Polícia diz que empresário foi morto por disputa do tráfico de drogas



Dinheiro, ganância e traição. Esses foram os três “ingredientes” que levaram os integrantes de uma quadrilha de traficantes de drogas a matarem o próprio chefe, Tiago Gonçalves Arruda Neto, em Campo Grande, Cariacica. O crime aconteceu no dia 29 de agosto deste ano. Na época, a principal hipótese para o crime era de latrocínio. Porém, para a Polícia Civil, essa situação nunca existiu.

De acordo com o delegado Marcelo Cavalcanti, titular da Delegacia de Crimes Contra a Vida (DCCV) de Cariacica, o desentendimento na quadrilha começou por causa de uma quantia de R$ 40,8 mil.

No dia 25 de setembro do ano passado, dois integrantes do bando, identificados como Willion Rodrigues Vieira, 25 anos, e Isael Oliveira Abílio, 31, transportavam o dinheiro, proveniente da venda de drogas, quando foram abordados pela Polícia Militar.

Ao encontrarem as notas, os militares encaminharam a dupla para a Delegacia Regional do município. Na ocasião, o delegado de plantão apreendeu o dinheiro e encaminhou à Justiça para que fosse comprovada sua origem.

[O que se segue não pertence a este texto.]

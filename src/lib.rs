//! # xlmapper
//!
//! Decodes spreadsheet rows into typed records.
//!
//! One row of a worksheet is treated as the header; its cells name the
//! columns. Every following row is available as a [`RowMap`] (header name to
//! cell text) or, through the field mapper, as a populated record.
//!
//! ## Features
//!
//! - **Header resolution**: leading blank header cells are skipped, and the
//!   first blank cell after the names ends the header
//! - **Pull-based decoding**: rows are read one at a time with
//!   [`Decoder::has_next_row`] / [`Decoder::next_row`], or as an iterator
//! - **Tag-directed mapping**: the [`record!`] macro binds struct fields to
//!   header columns and converts cell text to strings or signed integers
//! - **Pure Rust xlsx reader**: workbooks are read with `zip` and `quick-xml`
//!
//! ## Example
//!
//! ```no_run
//! use xlmapper::{record, Decoder};
//!
//! record! {
//!     #[derive(Debug, Default)]
//!     struct SimpleSheetLine {
//!         #[header = "Number"] number: i64,
//!         #[header = "Name"] name: String,
//!         #[header = "Field"] field: String,
//!     }
//! }
//!
//! let mut decoder = Decoder::open("simple_sheet.xlsx", 0, 0)?;
//! for line in decoder.records::<SimpleSheetLine>() {
//!     println!("{:?}", line?);
//! }
//! # Ok::<(), xlmapper::XlMapperError>(())
//! ```
pub mod decoder;
mod error;
pub(crate) mod helpers;
pub mod mapper;
pub mod spreadsheet;

pub use crate::decoder::{Criteria, Decoder, DecoderError, HeaderSet, Records, RowMap};
pub use crate::error::{ErrorKind, XlMapperError};
pub use crate::mapper::{unmarshal_row, FieldDescriptor, FieldKind, FieldValue, Record};
pub use crate::spreadsheet::{MemorySpreadsheet, Spreadsheet, SpreadsheetError, XlsxSpreadsheet};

“A partir da apreensão dessa alta quantia, o Tiago começou a cobrar o dinheiro deles. Ele exigia que os dois entregassem tudo que era dele”, contou Marcelo Cavalcanti.

Após quase um ano, Isael, mentindo à Justiça, conseguiu retirar o dinheiro, que foi pago com juros e correção.

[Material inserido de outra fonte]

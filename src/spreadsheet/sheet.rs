use crate::spreadsheet::cell::Cell;
use crate::spreadsheet::SpreadsheetError;

/// Collects the populated cells of one worksheet in document order and
/// lays them out as dense rows of text.
pub(crate) struct Sheet {
    /// Sheet name
    pub(crate) name: String,
    /// All populated cells in the sheet
    pub(crate) cells: Vec<Cell>,
    /// Last row holding a cell
    pub(crate) row_upper_bound: Option<usize>,
}

impl Sheet {
    pub(crate) fn new(name: &str) -> Self {
        Self {
            name: name.to_owned(),
            cells: Vec::new(),
            row_upper_bound: None,
        }
    }

    /// Adds a cell to the sheet, updating the row bound.
    pub(crate) fn push(&mut self, cell: Cell) {
        self.update_bound(cell.row);
        self.cells.push(cell);
    }

    fn update_bound(&mut self, row: usize) {
        if self.row_upper_bound.map(|row_upper_bound| row_upper_bound < row).unwrap_or(true) {
            self.row_upper_bound = Some(row);
        }
    }

    /// Converts the cells into one vector per worksheet row, starting at row 0.
    ///
    /// Rows without any cell become empty vectors. Each row is as long as its
    /// last populated column, earlier gaps are filled with empty strings.
    pub(crate) fn into_rows(self, shared_strings: &[String]) -> Result<Vec<Vec<String>>, SpreadsheetError> {
        let row_count = self.row_upper_bound.map(|row| row + 1).unwrap_or(0);
        let mut rows: Vec<Vec<String>> = vec![Vec::new(); row_count];
        for cell in self.cells {
            let text = cell.to_text(shared_strings)?;
            let record = &mut rows[cell.row];
            if record.len() <= cell.col {
                record.resize(cell.col + 1, String::new());
            }
            record[cell.col] = text;
        }
        Ok(rows)
    }
}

A partir daquele momento, ele e Willion começaram a tramar o assassinato de Tiago, junto a Adílio Ferreira da Silva, 24, o outro integrante da quadrilha.

“Além de dividir aquele dinheiro, eles queriam assumir as bocas de fumo da região de Campo Grande, que o Tiago comandava”, ressaltou o delegado.

No dia 29 de agosto, os criminosos pegaram um Hyundai I30 preto emprestado com Danilo Santos Silva, 27, para cometer o crime.

O atirador, que acertou cinco tiros em Tiago, ainda não foi localizado pela polícia. Isael e Danilo foram presos nesta sexta-feira (09) e confessaram participação no crime. Segundo a polícia, o mandante da ação seria Willion, que ainda está foragido, assim como Adílio.

O delegado ressaltou que qualquer informação sobre os foragidos, pode ajudar na investigação do caso.
“Foram apenas quatro meses de investigação iniciadas do zero e já temos todos os envolvidos identificados. Pedimos apoio da população para localizar quem ainda falta, via disque-denúncia 181 ou 190”, concluiu.

Quando Tiago foi assassinado, familiares informaram que ele era proprietário de uma loja de confecções em Laranjeiras, na Serra.